Framework for machine and deep learning, with regression, classification and time series analysis

Project description

crapaud

Welcome to LeCrapaud

An all-in-one machine learning framework

GitHub stars PyPI version Python versions License codecov

🚀 Introduction

LeCrapaud is a high-level Python library for end-to-end machine learning workflows on tabular data, with a focus on financial and stock datasets. It provides a simple API to handle feature engineering, model selection, training, and prediction, all in a reproducible and modular way.

✨ Key Features

  • 🧩 Modular pipeline: Feature engineering, preprocessing, selection, and modeling as independent steps
  • 🤖 Automated model selection and hyperparameter optimization
  • 📊 Easy integration with pandas DataFrames
  • 🔬 Supports both regression and classification tasks
  • 🛠️ Simple API for both full pipeline and step-by-step usage
  • 📦 Ready for production and research workflows

⚡ Quick Start

Install the package

pip install lecrapaud

How it works

This package provides a high-level API to manage experiments for feature engineering, model selection, and prediction on tabular data (e.g. stock data).

Typical workflow

from lecrapaud import LeCrapaud

# 1. Create the main app
app = LeCrapaud(uri=uri)

# 2. Define your experiment context (see your notebook or api.py for all options)
context = {
    "data": your_dataframe,
    "columns_drop": [...],
    "columns_date": [...],
    # ... other config options
}

# 3. Create an experiment
experiment = app.create_experiment(**context)

# 4. Run the full training pipeline
experiment.train(your_dataframe)

# 5. Make predictions on new data
predictions = experiment.predict(new_data)

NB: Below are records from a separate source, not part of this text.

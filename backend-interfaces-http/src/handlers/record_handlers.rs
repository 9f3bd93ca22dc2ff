use axum::extract::rejection::QueryRejection;
use axum::extract::{Query, State};
use axum::http::HeaderMap;
use axum::Json;
use tracing::debug;

use backend_application::queries::record_queries;
use backend_application::AppState;
use backend_domain::{ListQuery, RecordKind, RowsResponse};

use crate::error::HttpError;
use crate::middleware::authorize;

/// Query string as raw pairs; repeated keys and undecodable strings never
/// reject the request.
type RawPairs = Result<Query<Vec<(String, String)>>, QueryRejection>;

pub async fn list_bans(
    State(state): State<AppState>,
    headers: HeaderMap,
    query: RawPairs,
) -> Result<Json<RowsResponse>, HttpError> {
    list(&state, &headers, RecordKind::Bans, query).await
}

pub async fn list_mutes(
    State(state): State<AppState>,
    headers: HeaderMap,
    query: RawPairs,
) -> Result<Json<RowsResponse>, HttpError> {
    list(&state, &headers, RecordKind::Mutes, query).await
}

pub async fn list_kicks(
    State(state): State<AppState>,
    headers: HeaderMap,
    query: RawPairs,
) -> Result<Json<RowsResponse>, HttpError> {
    list(&state, &headers, RecordKind::Kicks, query).await
}

async fn list(
    state: &AppState,
    headers: &HeaderMap,
    kind: RecordKind,
    query: RawPairs,
) -> Result<Json<RowsResponse>, HttpError> {
    authorize(state, headers)?;
    let query = match query {
        Ok(Query(pairs)) => ListQuery::from_pairs(pairs),
        Err(rejection) => {
            debug!("unreadable query string, using defaults: {}", rejection);
            ListQuery::default()
        }
    };
    let rows = record_queries::list_records(state, kind, query).await?;
    Ok(Json(rows))
}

Database Configuration (Required)

LeCrapaud requires access to a MySQL database to store experiments and results. You must either:

  • Pass a valid MySQL URI to the LeCrapaud constructor:
    app = LeCrapaud(uri="mysql+pymysql://user:password@host:port/dbname")
    
  • OR set the following environment variables before using the package:
    • DB_USER, DB_PASSWORD, DB_HOST, DB_PORT, DB_NAME
    • Or set DB_URI directly with your full connection string.

If neither is provided, database operations will not work.

Using OpenAI Embeddings (Optional)

If you want to use the columns_pca embedding feature (for advanced feature engineering), you must set the OPENAI_API_KEY environment variable with your OpenAI API key:

export OPENAI_API_KEY=sk-...

If this variable is not set, features relying on OpenAI embeddings will not be available.

Experiment Context Arguments

The experiment context is a dictionary containing all configuration parameters for your ML pipeline. Parameters are stored in the experiment's database record and automatically retrieved when loading an existing experiment.

Required Parameters

Parameter Type Description Example
data DataFrame Input dataset (required for new experiments only) pd.DataFrame(...)
experiment_name str Unique name for the experiment 'stock_prediction'
date_column str Name of the date column (required for time series) 'DATE'
group_column str Name of the group column (required for panel data) 'STOCK'

Feature Engineering Parameters

Parameter Type Default Description
columns_drop list [] Columns to drop during feature engineering
columns_boolean list [] Columns to convert to boolean features
columns_date list [] Date columns for cyclic encoding
columns_te_groupby list [] Groupby columns for target encoding
columns_te_target list [] Target columns for target encoding

Preprocessing Parameters

Parameter Type Default Description
time_series bool False Whether data is time series
val_size float 0.2 Validation set size (fraction)
test_size float 0.2 Test set size (fraction)
columns_pca list [] Columns for PCA transformation
pca_temporal list [] Temporal PCA config (e.g., lag features)
pca_cross_sectional list [] Cross-sectional PCA config (e.g., market regime)
columns_onehot list [] Columns for one-hot encoding
columns_binary list [] Columns for binary encoding
columns_ordinal list [] Columns for ordinal encoding
columns_frequency list [] Columns for frequency encoding

Feature Selection Parameters

Parameter Type Default Description
percentile float 20 Percentage of features to keep per selection method
corr_threshold float 80 Maximum correlation threshold (%) between features
max_features int 50 Maximum number of final features
max_p_value_categorical float 0.05 Maximum p-value for categorical feature selection (Chi2)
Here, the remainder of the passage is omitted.